Cathedral Of Faith (Catedral de la Fe), long term tenants of the State theatre, moved out in early 2018. The Broadway Theatre Group (owners of the State, Palace, Tower, & Los Angeles theatres, all on Broadway) are currently upgrading facilities at the State to cater for movie projection.

The owners of the State Theatre are working to find a theatrical tenant for the Theatre, and are currently talking to a number of organizations. LAHTF will continue to advocate for the best theatrical use for this important historic theatre.

State Theatre

 

About the State Theatre

Opened as Loew’s State in November 1921, the theatre was Loew’s west coast showcase movie palace, later becoming the downtown Los Angeles home for first-run MGM movies. It is the largest theatre on Broadway by audience capacity (originally report as 2,450, now approximately 2,000).

The State was designed by Charles Peter Weeks and William Day, of architectural firm Weeks & Day, in a Spanish Renaissance style, and is incorporated into a splendid 12-story Beaux Arts office block called the United Building. Situated at the intersection of downtown Los Angeles’ busiest retail streets of the early 1920s, the building extends half a block along 7th St and one-third of a block along Broadway, and is the city’s largest brick-clad building.
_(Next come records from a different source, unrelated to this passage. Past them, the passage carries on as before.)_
//! Gateway configuration, loaded from environment variables at startup.

use weft_broker::BrokerKind;

/// Runtime configuration for weft-gateway.
#[derive(Debug, Clone)]
pub struct Config {
    /// TCP address to bind (default: `"0.0.0.0:8000"`).
    pub bind_address: String,

    /// Broker implementation: `nsq` or `mem` (default: `nsq`).
    pub broker: BrokerKind,
    /// nsqd TCP address to publish to.
    pub broker_host: String,
    pub broker_port: u16,

    /// TLS certificate chain in PEM format; TLS is enabled only when both
    /// `cert_file` and `key_file` are set.
    pub cert_file: Option<String>,
    pub key_file: Option<String>,

    /// `tracing` filter string, e.g. `"info"` or `"debug,tower_http=warn"`.
    pub log_level: String,
    /// When `true`, emit log records as newline-delimited JSON.
    pub log_json: bool,
}

impl Config {
    /// Build [`Config`] from environment variables, falling back to defaults.
    pub fn from_env() -> Self {
        Self {
            bind_address: env_or("WEFT_BIND", "0.0.0.0:8000"),
            broker: env_or("WEFT_BROKER", "nsq").parse().unwrap_or(BrokerKind::Nsq),
            broker_host: env_or("WEFT_BROKER_HOST", "nsqd"),
            broker_port: parse_env("WEFT_BROKER_PORT", 4150),
            cert_file: std::env::var("WEFT_CERT_FILE").ok(),
            key_file: std::env::var("WEFT_KEY_FILE").ok(),
            log_level: env_or("WEFT_LOG", "info"),
            log_json: std::env::var("WEFT_LOG_JSON")
                .map(|v| v == "1" || v.eq_ignore_ascii_case("true"))
                .unwrap_or(false),
        }
    }

    /// TLS is on only when both credential files are configured.
    pub fn tls(&self) -> Option<(&str, &str)> {
        match (self.cert_file.as_deref(), self.key_file.as_deref()) {
            (Some(cert), Some(key)) => Some((cert, key)),
            _ => None,
        }
    }
}

// ── private helpers ──────────────────────────────────────────────────────────

fn env_or(key: &str, default: &str) -> String {
    std::env::var(key).unwrap_or_else(|_| default.to_owned())
}

fn parse_env<T: std::str::FromStr>(key: &str, default: T) -> T {
    std::env::var(key)
        .ok()
        .and_then(|v| v.parse().ok())
        .unwrap_or(default)
}
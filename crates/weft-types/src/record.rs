use serde::{Deserialize, Serialize};
use uuid::Uuid;

/// Storage metadata for a submitted algorithm.
#[derive(Debug, Clone, Serialize, Deserialize)]
pub struct AlgoRecord {
    pub uuid: Uuid,
    #[serde(default)]
    pub name: String,
}

/// Storage metadata for a trained model artifact.
#[derive(Debug, Clone, Serialize, Deserialize)]
pub struct ModelRecord {
    pub uuid: Uuid,
    /// Algorithm the model was trained with; resolving it yields the image
    /// to run for prediction.
    pub algo: Uuid,
    #[serde(default)]
    pub name: String,
}

impl ModelRecord {
    /// Synthesise the record for a freshly trained model.
    ///
    /// `uuid` is the learn-uplet's `model_end`, which the platform
    /// guarantees unique at completion time.
    pub fn from_algo(uuid: Uuid, algo: &AlgoRecord) -> Self {
        Self {
            uuid,
            algo: algo.uuid,
            name: algo.name.clone(),
        }
    }
}

/// Storage metadata for an uploaded prediction blob.
#[derive(Debug, Clone, Serialize, Deserialize)]
pub struct PredictionRecord {
    pub uuid: Uuid,
}

impl PredictionRecord {
    /// Allocate a fresh storage identifier for a prediction.
    pub fn new() -> Self {
        Self {
            uuid: Uuid::new_v4(),
        }
    }
}

impl Default for PredictionRecord {
    fn default() -> Self {
        Self::new()
    }
}
//! Message-broker abstraction for task distribution.
//!
//! The gateway publishes uplets, the worker consumes them; both sides only
//! see the [`Producer`] and [`Consumer`] traits.  [`mem`] provides the
//! in-process broker used by tests and by `BrokerKind::Mem`; [`nsq`] binds
//! the same traits onto an external NSQ deployment.  Delivery is
//! at-least-once: a handler acknowledges with [`Delivery::finish`] or asks
//! for redelivery with [`Delivery::requeue`].

pub mod mem;
pub mod nsq;

use std::str::FromStr;

use async_trait::async_trait;
use bytes::Bytes;
use thiserror::Error;

pub use mem::MemBroker;
pub use nsq::{NsqConsumer, NsqProducer};

/// Broker topics carrying uplet messages.
#[derive(Debug, Clone, Copy, PartialEq, Eq, Hash, strum::Display, strum::EnumString)]
#[strum(serialize_all = "lowercase")]
pub enum Topic {
    /// Learn-uplets.
    Train,
    /// Pred-uplets.
    Predict,
}

/// Which broker implementation a process should wire up.
///
/// An explicit enum: historically an empty broker host silently selected a
/// mock, which made misconfiguration indistinguishable from intent.
#[derive(Debug, Clone, Copy, PartialEq, Eq)]
pub enum BrokerKind {
    /// External NSQ deployment.
    Nsq,
    /// In-process broker; relay, dispatcher and tests share one instance.
    Mem,
}

impl FromStr for BrokerKind {
    type Err = BrokerError;

    fn from_str(raw: &str) -> Result<Self, Self::Err> {
        match raw.to_ascii_lowercase().as_str() {
            "nsq" => Ok(BrokerKind::Nsq),
            // "mock" kept as an alias for compatibility with older configs.
            "mem" | "mock" => Ok(BrokerKind::Mem),
            _ => Err(BrokerError::UnknownKind {
                kind: raw.to_owned(),
            }),
        }
    }
}

impl std::fmt::Display for BrokerKind {
    fn fmt(&self, f: &mut std::fmt::Formatter<'_>) -> std::fmt::Result {
        match self {
            BrokerKind::Nsq => write!(f, "nsq"),
            BrokerKind::Mem => write!(f, "mem"),
        }
    }
}

/// Errors surfaced by broker implementations.
#[derive(Debug, Error)]
pub enum BrokerError {
    #[error("unsupported broker kind: {kind} (available: nsq, mem)")]
    UnknownKind { kind: String },

    #[error("invalid topic or channel name: {name}")]
    InvalidName { name: String },

    #[error("publishing to {topic} failed: {reason}")]
    Publish { topic: Topic, reason: String },

    #[error("broker connection closed")]
    Closed,
}

/// Publish messages onto a topic.
#[async_trait]
pub trait Producer: Send + Sync {
    async fn publish(&self, topic: Topic, body: Vec<u8>) -> Result<(), BrokerError>;
}

/// Acknowledgement backend of one delivery.
#[async_trait]
pub trait Ack: Send {
    /// Mark the message as handled.
    async fn finish(self: Box<Self>);
    /// Hand the message back for redelivery.
    async fn requeue(self: Box<Self>);
}

/// One message pulled from a topic.
pub struct Delivery {
    pub body: Bytes,
    acker: Box<dyn Ack>,
}

impl Delivery {
    pub fn new(body: Bytes, acker: Box<dyn Ack>) -> Self {
        Self { body, acker }
    }

    /// Acknowledge successful handling.
    pub async fn finish(self) {
        self.acker.finish().await;
    }

    /// Request redelivery; the broker will hand the message out again.
    pub async fn requeue(self) {
        self.acker.requeue().await;
    }
}

impl std::fmt::Debug for Delivery {
    fn fmt(&self, f: &mut std::fmt::Formatter<'_>) -> std::fmt::Result {
        f.debug_struct("Delivery")
            .field("len", &self.body.len())
            .finish()
    }
}

/// Pull messages from one topic.
#[async_trait]
pub trait Consumer: Send {
    /// Next delivery, or `None` once the subscription is closed.
    async fn next(&mut self) -> Option<Delivery>;
}
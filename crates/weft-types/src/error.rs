use thiserror::Error;

/// A task description violated one of the data-model invariants.
///
/// Validation runs in the ingestion API before a task is enqueued, and is
/// re-run defensively at the start of each pipeline.
#[derive(Debug, Clone, Error, PartialEq, Eq)]
pub enum ValidationError {
    /// A required field is empty or the nil UUID.
    #[error("missing required field: {field}")]
    MissingField { field: &'static str },

    /// The status string is not one of the known task statuses.
    #[error("unknown status: {status:?}")]
    UnknownStatus { status: String },

    /// `rank` > 0 requires a usable starting model.
    #[error("model_start is nil although rank is set to {rank}")]
    MissingModelStart { rank: u32 },

    /// `train_data` and `test_data` must not share dataset UUIDs.
    #[error("train_data and test_data overlap on {uuid}")]
    OverlappingData { uuid: uuid::Uuid },

    /// A dataset list is empty.
    #[error("{field} must not be empty")]
    EmptyDataSet { field: &'static str },

    /// `pending` (and later) statuses require an assigned worker.
    #[error("status {status} requires a worker to be set")]
    MissingWorker { status: String },
}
The theatre originally boasted two marquees with entrances on both Broadway and 7th, however the 7th St entrance was closed in 1936.

The auditorium is vast and virtually square in shape, with a lavish Spanish Rococo style ceiling. A particular highlight is the Billiken figure occupying a niche above the center of the proscenium (the Billiken, as a good luck charm, sprang from the height of the “Mind-Cure” craze in the United States at the start of the twentieth century). The State also boasts a sensational fire curtain, by Armstrong-Powers, depicting a futuristic fantasy city of onion-domed towers surrounded by planets, stars, and comet trails.
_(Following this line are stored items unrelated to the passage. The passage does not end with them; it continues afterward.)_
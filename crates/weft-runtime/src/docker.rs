//! Docker-backed [`ContainerRuntime`] over the bollard client.

use std::time::Duration;

use bollard::container::{
    Config, KillContainerOptions, RemoveContainerOptions, StartContainerOptions,
    WaitContainerOptions,
};
use bollard::image::{BuildImageOptions, RemoveImageOptions, TagImageOptions};
use bollard::models::HostConfig;
use bollard::Docker;
use futures::StreamExt;
use tokio_util::sync::CancellationToken;
use tracing::{debug, warn};

use crate::{ContainerRuntime, ImageHandle, Mount, RuntimeError, TarStream};

/// Tag under which loaded images are registered.
const IMAGE_TAG: &str = "latest";

/// [`ContainerRuntime`] implementation backed by a local Docker daemon.
///
/// A single `DockerRuntime` is shared by all tasks in the worker process;
/// bollard's client is internally thread-safe.
#[derive(Debug, Clone)]
pub struct DockerRuntime {
    docker: Docker,
    /// Wall-clock budget for one container invocation.
    timeout: Duration,
}

impl DockerRuntime {
    /// Connect to the local Docker daemon.
    pub fn connect(timeout: Duration) -> Result<Self, RuntimeError> {
        let docker =
            Docker::connect_with_local_defaults().map_err(|e| RuntimeError::Unavailable {
                reason: e.to_string(),
            })?;
        Ok(Self { docker, timeout })
    }

    /// Kill and force-remove a container, logging (not propagating)
    /// failures; used on the timeout and cancellation paths.
    async fn terminate(&self, container_id: &str) {
        if let Err(e) = self
            .docker
            .kill_container(container_id, None::<KillContainerOptions<String>>)
            .await
        {
            warn!(container = %container_id, error = %e, "failed to kill container");
        }
        self.force_remove(container_id).await;
    }

    async fn force_remove(&self, container_id: &str) {
        let options = RemoveContainerOptions {
            force: true,
            ..Default::default()
        };
        if let Err(e) = self
            .docker
            .remove_container(container_id, Some(options))
            .await
        {
            warn!(container = %container_id, error = %e, "failed to remove container");
        }
    }
}

fn is_not_found(err: &bollard::errors::Error) -> bool {
    matches!(
        err,
        bollard::errors::Error::DockerResponseServerError {
            status_code: 404,
            ..
        }
    )
}

#[async_trait::async_trait]
impl ContainerRuntime for DockerRuntime {
    async fn image_build(
        &self,
        name: &str,
        context: TarStream,
    ) -> Result<ImageHandle, RuntimeError> {
        let options = BuildImageOptions::<String> {
            t: name.to_owned(),
            rm: true,
            ..Default::default()
        };
        let mut context = context;
        let mut buf = Vec::new();
        tokio::io::AsyncReadExt::read_to_end(&mut context, &mut buf)
            .await
            .map_err(|e| RuntimeError::BuildFailed {
                image: name.to_owned(),
                reason: e.to_string(),
            })?;
        let body = bytes::Bytes::from(buf);

        let mut stream = self.docker.build_image(options, None, Some(body));
        let mut image_id = None;
        while let Some(item) = stream.next().await {
            let info = item.map_err(|e| RuntimeError::BuildFailed {
                image: name.to_owned(),
                reason: e.to_string(),
            })?;
            if let Some(error) = info.error {
                return Err(RuntimeError::BuildFailed {
                    image: name.to_owned(),
                    reason: error,
                });
            }
            if let Some(aux) = info.aux {
                image_id = aux.id;
            }
        }

        // Older daemons omit the aux record; the tag set via `t` still
        // identifies the build result.
        let id = image_id.unwrap_or_else(|| format!("{name}:{IMAGE_TAG}"));
        debug!(image = %name, id = %id, "image built");
        Ok(ImageHandle { id })
    }

    async fn image_load(&self, name: &str, handle: ImageHandle) -> Result<(), RuntimeError> {
        let options = TagImageOptions {
            repo: name.to_owned(),
            tag: IMAGE_TAG.to_owned(),
        };
        self.docker
            .tag_image(&handle.id, Some(options))
            .await
            .map_err(|e| {
                if is_not_found(&e) {
                    RuntimeError::ImageMissing {
                        image: handle.id.clone(),
                    }
                } else {
                    RuntimeError::Unavailable {
                        reason: e.to_string(),
                    }
                }
            })?;
        debug!(image = %name, "image loaded");
        Ok(())
    }

    async fn image_unload(&self, name: &str) -> Result<(), RuntimeError> {
        let options = RemoveImageOptions {
            force: true,
            ..Default::default()
        };
        match self.docker.remove_image(name, Some(options), None).await {
            Ok(_) => Ok(()),
            // Idempotent: a missing image is already unloaded.
            Err(e) if is_not_found(&e) => Ok(()),
            Err(e) => Err(RuntimeError::Unavailable {
                reason: e.to_string(),
            }),
        }
    }

    async fn run_untrusted(
        &self,
        image: &str,
        argv: &[String],
        mounts: &[Mount],
        remove_on_exit: bool,
        cancel: &CancellationToken,
    ) -> Result<String, RuntimeError> {
        let binds = mounts.iter().map(Mount::bind_spec).collect();
        let config = Config::<String> {
            image: Some(image.to_owned()),
            cmd: Some(argv.to_vec()),
            host_config: Some(HostConfig {
                binds: Some(binds),
                // The bind mounts above are the only thing an untrusted
                // container may touch; no network access.
                network_mode: Some("none".to_owned()),
                ..Default::default()
            }),
            ..Default::default()
        };

        let created = self
            .docker
            .create_container::<String, String>(None, config)
            .await
            .map_err(|e| {
                if is_not_found(&e) {
                    RuntimeError::ImageMissing {
                        image: image.to_owned(),
                    }
                } else {
                    RuntimeError::Unavailable {
                        reason: e.to_string(),
                    }
                }
            })?;
        let container_id = created.id;

        if let Err(e) = self
            .docker
            .start_container(&container_id, None::<StartContainerOptions<String>>)
            .await
        {
            self.force_remove(&container_id).await;
            return Err(RuntimeError::Unavailable {
                reason: e.to_string(),
            });
        }

        let mut wait = self
            .docker
            .wait_container(&container_id, None::<WaitContainerOptions<String>>);

        let outcome = tokio::select! {
            exit = wait.next() => match exit {
                Some(Ok(status)) if status.status_code == 0 => Ok(()),
                Some(Ok(status)) => Err(RuntimeError::NonZeroExit {
                    container: container_id.clone(),
                    code: status.status_code,
                }),
                // bollard surfaces non-zero exits from the wait endpoint as
                // a dedicated error variant.
                Some(Err(bollard::errors::Error::DockerContainerWaitError { code, .. })) => {
                    Err(RuntimeError::NonZeroExit {
                        container: container_id.clone(),
                        code,
                    })
                }
                Some(Err(e)) => Err(RuntimeError::Unavailable { reason: e.to_string() }),
                None => Err(RuntimeError::Unavailable {
                    reason: "wait stream ended without a status".to_owned(),
                }),
            },
            _ = tokio::time::sleep(self.timeout) => {
                self.terminate(&container_id).await;
                return Err(RuntimeError::Timeout { container: container_id });
            }
            _ = cancel.cancelled() => {
                self.terminate(&container_id).await;
                return Err(RuntimeError::Cancelled);
            }
        };

        // Collect-from-mounts runs keep their container around for
        // inspection; everything else is removed eagerly.
        if remove_on_exit || outcome.is_err() {
            self.force_remove(&container_id).await;
        }

        outcome.map(|()| container_id)
    }
}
In 1925 the State’s original Möller organ was replaced with a 3-manual, 13-rank Wurlitzer organ, and at the same time the vaudeville operation was turned-over to Fanchon and Marco. The State became one of their flagship venues alongside the Paramount further up the street on Broadway.

In 1929 a Bakersfield act called The Gumm Sisters played at the State, featuring a lead singer who earned the nickname “Leather Lungs” for to her ability to be heard clearly at the rear of the 125ft deep auditorium. As the Great Depression took hold and vaudeville declined (vaudeville ceased at the State in the mid 1930s) the Gumm Sisters moved to Culver City to appear in experimental Technicolor musicals, and “Leather Lungs” changed her name to Judy Garland.

Operation of the theatre was turned-over to United Artists in 1949 and the theatre’s name changed to the State Theatre. In early 1963 the State was acquired by Metropolitan Theatres and subsequently featured many general release movies dubbed into Spanish. Metropolitan Theatres closed the State in 1997. In 1998 the theatre was leased by church group Cathedral Of Faith (Catedral de la Fe), who occupied the theatre for 20 years.

The State is owned by The Broadway Theatre Group, who also own the Palace, the Los Angeles and Tower theatres, all on Broadway in Downtown Los Angeles.